3/ The Paid Social Conundrum.

If you’re promoting content via paid promotion such as Facebook ppc, Twitter ppc, Taboola or the like, you will know these channels are great for getting eyeballs on your content but the users tend to read the content and then return to Facebook, Twitter or where they came from before your nice creative enticed them to visit your website (i.e. bounce). It’s a simple truth that the next item in a user’s Facebook feed has greater gravity than your next blogpost. Let’s accept that. However, if the content resonated with the bouncing visitors, you now have new people in your purchase funnel or people have moved further down that funnel. It’s a fact that these paid promotion channels will increase your website bounce rate, this doesn’t mean you should be turning those channels off, just measuring them differently.

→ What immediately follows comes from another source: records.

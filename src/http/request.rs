//! Request-line and header parsing (`spec.md` §4.2).
//!
//! Ported from `kjpgit-mudpie/src/webserver/parse.rs` almost line for line:
//! split on CRLF, split the request line on the first two spaces, split
//! each header line on the first `:`, canonicalize the header name, and
//! percent-decode the path.

use std::collections::HashMap;
use std::sync::Arc;

use crate::byteutils;
use crate::environ::{canonical_header_key, BaseEnviron, Environment, SharedStream};
use crate::error::ProtocolError;

/// Everything about the connection that isn't carried in the request bytes
/// themselves.
pub struct RequestContext {
    pub server_name: String,
    pub server_port: u16,
    pub remote_addr: String,
    pub base_environ: Arc<BaseEnviron>,
    pub real_ip_header: Option<String>,
}

/// Parse a header block — request line + headers, as returned by
/// `BufferedStream::read_until(b"\r\n\r\n")`, including the trailing
/// terminator — into an [`Environment`]. `input` becomes the
/// environment's `wsgi.input`. Returns the verbatim request-line bytes
/// (`lines[0]`, undecoded) alongside the environment, for the access log
/// (`spec.md` §4.4: "request line verbatim") — the same `reqline` value
/// `horned.py`'s `parse_request` returns next to its `env`.
pub fn parse_request(
    header_block: &[u8],
    ctx: RequestContext,
    input: SharedStream,
) -> Result<(Vec<u8>, Environment), ProtocolError> {
    let lines = byteutils::split_on_crlf(header_block);
    if lines.is_empty() {
        return Err(ProtocolError::BadRequestLine);
    }

    let request_line = lines[0];
    let parts = byteutils::split_on(request_line, b' ', 2);
    if parts.len() != 3 {
        return Err(ProtocolError::BadRequestLine);
    }

    // `spec.md` §8 invariant 1: method case is preserved, not normalized.
    let method = String::from_utf8_lossy(parts[0]).to_string();
    let raw_path = parts[1];
    let protocol = String::from_utf8_lossy(parts[2]).to_string();

    // `spec.md` §4.2: split the request target on `?` into path and query
    // string; no further restriction on the target's shape (the request
    // line already guarantees it has no embedded space), and no rejection
    // of an empty target — `horned.py`'s `path.partition("?")` happily
    // accepts `path == ""` and produces `PATH_INFO=""`.
    let target_parts = byteutils::split_on(raw_path, b'?', 1);
    let (path, query_string) = if target_parts.len() > 1 {
        (target_parts[0].to_vec(), target_parts[1].to_vec())
    } else {
        (target_parts[0].to_vec(), Vec::new())
    };

    // Kept as raw bytes, not `String`: `spec.md` §8 invariant 2 requires
    // percent-decoding to round-trip arbitrary byte strings, and
    // `horned.py`'s Python 2 `str` never validates UTF-8 either.
    let path_info = byteutils::percent_decode(&path);

    let mut headers = HashMap::new();
    for line in lines.iter().skip(1) {
        if line.is_empty() {
            continue;
        }
        // A line with no `:` becomes a header name with an empty value,
        // per `spec.md` §4.2 — deliberately more lenient than the
        // teacher's parser, which rejected it outright.
        let header_parts = byteutils::split_on(line, b':', 1);
        let (name, value) = if header_parts.len() == 2 {
            (header_parts[0], byteutils::strip(header_parts[1]))
        } else {
            (header_parts[0], &b""[..])
        };
        let key = canonical_header_key(name);
        let value = String::from_utf8_lossy(value).into_owned();
        headers.insert(key, value);
    }

    let mut remote_addr = ctx.remote_addr;
    if let Some(header_key) = &ctx.real_ip_header {
        if let Some(value) = headers.get(header_key) {
            remote_addr = value.clone();
        }
    }

    let env = Environment {
        request_method: method,
        server_protocol: protocol,
        server_name: ctx.server_name,
        server_port: ctx.server_port,
        script_name: String::new(),
        path_info,
        query_string,
        remote_addr,
        wsgi_version: (1, 0),
        wsgi_url_scheme: "http",
        wsgi_multithread: false,
        wsgi_multiprocess: true,
        wsgi_run_once: false,
        wsgi_errors: std::io::stderr(),
        headers,
        base_environ: ctx.base_environ,
        input,
    };
    Ok((request_line.to_vec(), env))
}

#[cfg(test)]
mod tests {
    use super::*;

    fn ctx() -> RequestContext {
        RequestContext {
            server_name: "localhost".to_string(),
            server_port: 8080,
            remote_addr: "127.0.0.1".to_string(),
            base_environ: Arc::new(BaseEnviron::capture()),
            real_ip_header: None,
        }
    }

    fn dummy_input() -> SharedStream {
        let (a, _b) = std::os::unix::net::UnixStream::pair().unwrap();
        std::rc::Rc::new(std::cell::RefCell::new(crate::stream::BufferedStream::new(
            crate::stream::Connection::Unix(a),
        )))
    }

    #[test]
    fn parses_path_and_query_string() {
        let block = b"GET /foo%20bar?a=1 HTTP/1.0\r\nFoo: Bar\r\n";
        let (request_line, env) = parse_request(block, ctx(), dummy_input()).unwrap();
        assert_eq!(request_line, b"GET /foo%20bar?a=1 HTTP/1.0");
        assert_eq!(env.request_method, "GET");
        assert_eq!(env.path_info, b"/foo bar");
        assert_eq!(env.query_string, b"a=1");
        assert_eq!(env.server_protocol, "HTTP/1.0");
        assert_eq!(env.header("Foo"), Some("Bar"));
    }

    #[test]
    fn percent_decoded_path_round_trips_arbitrary_bytes() {
        // `spec.md` §8 invariant 2: percent-decoding must round-trip
        // arbitrary byte strings, including bytes that aren't valid UTF-8.
        let block = b"GET /%ff%fe HTTP/1.0\r\n";
        let (_, env) = parse_request(block, ctx(), dummy_input()).unwrap();
        assert_eq!(env.path_info, vec![b'/', 0xff, 0xfe]);
    }

    #[test]
    fn options_star_is_passed_through() {
        let block = b"OPTIONS * HTTP/1.1\r\n";
        let (_, env) = parse_request(block, ctx(), dummy_input()).unwrap();
        assert_eq!(env.path_info, b"*");
        assert_eq!(env.query_string, Vec::<u8>::new());
    }

    #[test]
    fn request_target_need_not_be_absolute() {
        // `spec.md` §4.2 places no constraint on the request target's
        // shape beyond "the target may not itself contain spaces"; a
        // relative target is parsed, not rejected.
        let block = b"GET foo HTTP/1.0\r\n";
        let (_, env) = parse_request(block, ctx(), dummy_input()).unwrap();
        assert_eq!(env.path_info, b"foo");
    }

    #[test]
    fn empty_request_target_is_not_rejected() {
        // Neither `spec.md` §4.2 nor `horned.py`'s
        // `method, path, protocol = reqline.split(" ", 2)` reject an empty
        // target (e.g. two consecutive spaces); `path.partition("?")`
        // happily yields `PATH_INFO=""`.
        let block = b"GET  HTTP/1.0\r\n";
        let (_, env) = parse_request(block, ctx(), dummy_input()).unwrap();
        assert_eq!(env.path_info, Vec::<u8>::new());
    }

    #[test]
    fn rejects_malformed_request_line() {
        let block = b"GET /\r\n";
        let err = parse_request(block, ctx(), dummy_input()).unwrap_err();
        assert!(matches!(err, ProtocolError::BadRequestLine));
    }

    #[test]
    fn real_ip_header_overrides_remote_addr() {
        let mut c = ctx();
        c.real_ip_header = Some("HTTP_X_FORWARDED_FOR".to_string());
        let block = b"GET / HTTP/1.0\r\nX-Forwarded-For: 9.9.9.9\r\n";
        let (_, env) = parse_request(block, c, dummy_input()).unwrap();
        assert_eq!(env.remote_addr, "9.9.9.9");
    }
}
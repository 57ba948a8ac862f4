//! Example application binary wiring a [`Config`] and an [`Application`]
//! into [`Manager::run`], in the shape of `kjpgit-mudpie/src/bin/demo.rs`:
//! an index page, a page that echoes the request environment back to the
//! client, and a page that panics to demonstrate per-request isolation.

use std::sync::Arc;

use preforkd::app::Application;
use preforkd::config::Config;
use preforkd::environ::Environment;
use preforkd::http::StartResponse;
use preforkd::manager::Manager;

fn to_html(body: String) -> String {
    format!("<html><body>{body}</body></html>")
}

struct DemoApp;

impl Application for DemoApp {
    fn call(&self, env: Environment, respond: &mut StartResponse) -> Vec<Vec<u8>> {
        match env.path_info.as_slice() {
            b"/" => index_page(respond),
            b"/hello" => hello_page(&env, respond),
            b"/panic" => panic!("I can't go on!"),
            _ => not_found_page(respond),
        }
    }
}

fn index_page(respond: &mut StartResponse) -> Vec<Vec<u8>> {
    let mut page = String::new();
    page.push_str("<h1>Available Resources</h1><ul>");
    page.push_str("<li><a href=\"/hello?foo=bar\">/hello</a> Shows the request environment");
    page.push_str("<li><a href=\"/panic\">/panic</a> Simulates a crash");
    page.push_str("</ul>");
    respond.start(
        "200 OK",
        vec![("Content-Type".to_string(), "text/html".to_string())],
    );
    vec![to_html(page).into_bytes()]
}

fn hello_page(env: &Environment, respond: &mut StartResponse) -> Vec<Vec<u8>> {
    let mut page = String::new();
    page.push_str("<h1>Hello World!</h1><pre>Request Environment:\n\n");
    page.push_str(&format!("REQUEST_METHOD = {}\n", env.request_method));
    page.push_str(&format!(
        "PATH_INFO = {}\n",
        String::from_utf8_lossy(&env.path_info)
    ));
    page.push_str(&format!(
        "QUERY_STRING = {}\n",
        String::from_utf8_lossy(&env.query_string)
    ));
    page.push_str(&format!("REMOTE_ADDR = {}\n", env.remote_addr));

    let mut headers: Vec<(&String, &String)> = env.headers.iter().collect();
    headers.sort();
    for (k, v) in headers {
        page.push_str(&format!("{k} = {v}\n"));
    }
    page.push_str("</pre>");

    respond.start(
        "200 OK",
        vec![
            ("Content-Type".to_string(), "text/html".to_string()),
            ("X-Preforkd-Example".to_string(), "fi fi fo fum".to_string()),
        ],
    );
    vec![to_html(page).into_bytes()]
}

fn not_found_page(respond: &mut StartResponse) -> Vec<Vec<u8>> {
    respond.start(
        "404 Not Found",
        vec![("Content-Type".to_string(), "text/plain".to_string())],
    );
    vec![b"not found".to_vec()]
}

fn main() {
    preforkd::logging::init_tracing();

    let config = Config::builder()
        .listen(preforkd::config::Listen::Tcp {
            host: "127.0.0.1".to_string(),
            port: 8000,
        })
        .worker_processes(4)
        .build()
        .expect("invalid configuration");

    let manager = Manager::new(config, Arc::new(DemoApp)).expect("failed to start manager");
    manager.run();
}
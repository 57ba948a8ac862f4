//! Byte slice manipulation / searching routines used by the HTTP codec.

/// Return the position of `needle` in `haystack`.
///
/// # Panics
/// `needle` must not be empty.
pub fn memmem(haystack: &[u8], needle: &[u8]) -> Option<usize> {
    assert!(!needle.is_empty(), "memmem: empty needle");
    haystack
        .windows(needle.len())
        .position(|w| w == needle)
}

/// Split `src` on a single byte, at most `max_splits` times.
///
/// Thin wrapper around `splitn` that collects into a `Vec` the way the
/// call sites here want to index into directly.
pub fn split_on(src: &[u8], b: u8, max_splits: usize) -> Vec<&[u8]> {
    src.splitn(max_splits + 1, |&c| c == b).collect()
}

/// Split `src` on `b"\r\n"`.
///
/// A final element without a trailing `\r\n` is dropped, matching how the
/// header block (which always ends in `\r\n\r\n`) is meant to be consumed.
pub fn split_on_crlf(src: &[u8]) -> Vec<&[u8]> {
    let mut start = 0;
    let mut ret = Vec::new();
    let mut idx = 0;
    for w in src.windows(2) {
        if w == b"\r\n" {
            ret.push(&src[start..idx]);
            start = idx + 2;
        }
        idx += 1;
    }
    ret
}

fn hex_val(byte: u8) -> Option<u8> {
    match byte {
        b'A'..=b'F' => Some(byte - b'A' + 10),
        b'a'..=b'f' => Some(byte - b'a' + 10),
        b'0'..=b'9' => Some(byte - b'0'),
        _ => None,
    }
}

/// Decode `%XX` escapes. Invalid or truncated escapes are emitted literally
/// (`%` followed by the offending bytes), per `spec.md` §4.2.
pub fn percent_decode(input: &[u8]) -> Vec<u8> {
    let mut ret = Vec::with_capacity(input.len());
    let mut i = 0;
    while i < input.len() {
        if input[i] == b'%' && i + 2 < input.len() {
            if let (Some(hi), Some(lo)) = (hex_val(input[i + 1]), hex_val(input[i + 2])) {
                ret.push((hi << 4) | lo);
                i += 3;
                continue;
            }
        }
        ret.push(input[i]);
        i += 1;
    }
    ret
}

/// Remove leading and trailing ASCII whitespace from `input`, matching
/// Python's argumentless `str.strip()` (space, tab, CR, LF, form feed,
/// vertical tab) used by `horned.py`'s header-value trimming.
pub fn strip(input: &[u8]) -> &[u8] {
    rstrip(lstrip(input))
}

/// Remove leading ASCII whitespace, without copying.
pub fn lstrip(input: &[u8]) -> &[u8] {
    let pos = input.iter().take_while(|c| c.is_ascii_whitespace()).count();
    &input[pos..]
}

/// Remove trailing ASCII whitespace, without copying.
pub fn rstrip(input: &[u8]) -> &[u8] {
    let mut end = input.len();
    while end > 0 && input[end - 1].is_ascii_whitespace() {
        end -= 1;
    }
    &input[..end]
}

#[cfg(test)]
mod tests {
    use super::*;

    #[test]
    fn memmem_finds_and_misses() {
        let a = b"hello world dude";
        assert_eq!(memmem(a, b" wor"), Some(5));
        assert_eq!(memmem(a, b" work"), None);
        assert_eq!(memmem(a, b"hell"), Some(0));
    }

    #[test]
    fn split_on_respects_max_splits() {
        let a = b"hello world dude";
        let parts = split_on(a, b' ', 10);
        assert_eq!(parts, vec![b"hello".as_slice(), b"world", b"dude"]);

        let parts = split_on(a, b' ', 1);
        assert_eq!(parts, vec![b"hello".as_slice(), b"world dude"]);

        let parts = split_on(b"    ", b' ', 2);
        assert_eq!(parts, vec![b"".as_slice(), b"", b"  "]);
    }

    #[test]
    fn split_on_crlf_drops_dangling_tail() {
        let a = b"hello world\r\ndude\r\n\r\nlast one\r\n";
        let parts = split_on_crlf(a);
        assert_eq!(
            parts,
            vec![b"hello world".as_slice(), b"dude", b"", b"last one"]
        );
    }

    #[test]
    fn percent_decode_handles_truncated_and_invalid_escapes() {
        assert_eq!(percent_decode(b"/hi%20there%ff%00"), b"/hi there\xff\x00");
        assert_eq!(percent_decode(b"/%fe%01%"), b"/\xfe\x01%");
        assert_eq!(percent_decode(b"/%fg%zz"), b"/%fg%zz");
        assert_eq!(percent_decode(b"%"), b"%");
        assert_eq!(percent_decode(b"%%"), b"%%");
        assert_eq!(percent_decode(b"%%%"), b"%%%");
    }

    #[test]
    fn strip_variants() {
        assert_eq!(lstrip(b"  there now "), b"there now ");
        assert_eq!(rstrip(b"  there now "), b"  there now");
        assert_eq!(strip(b"  there now "), b"there now");
        assert_eq!(strip(b""), b"");
    }
}
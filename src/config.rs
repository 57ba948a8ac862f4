//! Immutable startup configuration (`spec.md` §3).
//!
//! Loading configuration from a file or the command line is an external
//! collaborator's job (`spec.md` §1) — this module only defines the shape
//! and validates it, the same way `horned.py`'s `DEFAULT_CONFIG` dict and
//! `HornedManager.__init__` merge-and-validate before `run()`.

use std::path::PathBuf;

use crate::error::ConfigError;

/// Where the manager binds its listening socket.
#[derive(Debug, Clone)]
pub enum Listen {
    /// `AF_INET`, e.g. `("127.0.0.1", 8080)`.
    Tcp { host: String, port: u16 },
    /// `AF_UNIX` at an absolute filesystem path.
    Unix(PathBuf),
}

/// Configuration recognized by the manager, immutable after startup.
#[derive(Debug, Clone)]
pub struct Config {
    pub listen: Listen,
    pub worker_processes: usize,
    pub access_log: Option<PathBuf>,
    pub error_log: Option<PathBuf>,
    /// Name of a request header whose value, when present, overrides the
    /// observed peer address for logging and for exposure to the
    /// application. Stored as the canonical `HTTP_<NAME>` key so it can be
    /// looked up directly in the request environment's header map.
    pub real_ip_header: Option<String>,
}

impl Config {
    pub fn builder() -> ConfigBuilder {
        ConfigBuilder::default()
    }

    fn validate(&self) -> Result<(), ConfigError> {
        if self.worker_processes == 0 {
            return Err(ConfigError::ZeroWorkers);
        }
        if let Listen::Unix(path) = &self.listen {
            if !path.is_absolute() {
                return Err(ConfigError::InvalidUnixPath);
            }
        }
        Ok(())
    }
}

/// Builds a [`Config`], defaulting to 4 workers listening on
/// `127.0.0.1:8080`, matching `horned.py`'s `DEFAULT_CONFIG`.
pub struct ConfigBuilder {
    listen: Listen,
    worker_processes: usize,
    access_log: Option<PathBuf>,
    error_log: Option<PathBuf>,
    real_ip_header: Option<String>,
}

impl Default for ConfigBuilder {
    fn default() -> Self {
        ConfigBuilder {
            listen: Listen::Tcp {
                host: "127.0.0.1".to_string(),
                port: 8080,
            },
            worker_processes: 4,
            access_log: None,
            error_log: None,
            real_ip_header: None,
        }
    }
}

impl ConfigBuilder {
    pub fn listen(mut self, listen: Listen) -> Self {
        self.listen = listen;
        self
    }

    pub fn worker_processes(mut self, n: usize) -> Self {
        self.worker_processes = n;
        self
    }

    pub fn access_log(mut self, path: impl Into<PathBuf>) -> Self {
        self.access_log = Some(path.into());
        self
    }

    pub fn error_log(mut self, path: impl Into<PathBuf>) -> Self {
        self.error_log = Some(path.into());
        self
    }

    pub fn real_ip_header(mut self, name: impl Into<String>) -> Self {
        let name = name.into();
        let canonical = format!("HTTP_{}", name.to_uppercase().replace('-', "_"));
        self.real_ip_header = Some(canonical);
        self
    }

    pub fn build(self) -> Result<Config, ConfigError> {
        let config = Config {
            listen: self.listen,
            worker_processes: self.worker_processes,
            access_log: self.access_log,
            error_log: self.error_log,
            real_ip_header: self.real_ip_header,
        };
        config.validate()?;
        Ok(config)
    }
}

#[cfg(test)]
mod tests {
    use super::*;

    #[test]
    fn zero_workers_rejected() {
        let err = Config::builder().worker_processes(0).build().unwrap_err();
        assert!(matches!(err, ConfigError::ZeroWorkers));
    }

    #[test]
    fn relative_unix_path_rejected() {
        let err = Config::builder()
            .listen(Listen::Unix(PathBuf::from("relative/path")))
            .build()
            .unwrap_err();
        assert!(matches!(err, ConfigError::InvalidUnixPath));
    }

    #[test]
    fn real_ip_header_is_canonicalized() {
        let config = Config::builder()
            .real_ip_header("X-Forwarded-For")
            .build()
            .unwrap();
        assert_eq!(config.real_ip_header.as_deref(), Some("HTTP_X_FORWARDED_FOR"));
    }
}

Adjusted bounce rate is a great metric for measuring whether this traffic actually reads the content or not.

4/ Law of the lever.

When you’re working with a small % number, there is massive opportunity to improve your metrics by multiples. When working with a large % number, the maximum possible improvement is limited.

For example:

If a 0.5% conversion rate is bad and a 5% conversion rate is great, there’s a tenfold opportunity to increase your conversions tenfold by going from bad to great. There is lots of potential for improvement.

If a 60% bounce rate is bad and a 20% bounce rate is great, there’s a threefold opportunity to reduce your non bouncing traffic. The large % yields less leverage to improve in multiples.

So don’t get too caught up fretting over a perceived high bounce rate, there are lots of valid reasons as to why your traffic is bouncing. Your time would be better spent by taking a deeper look at conversion and the time on site; page view metrics which are a lot closer to that conversion.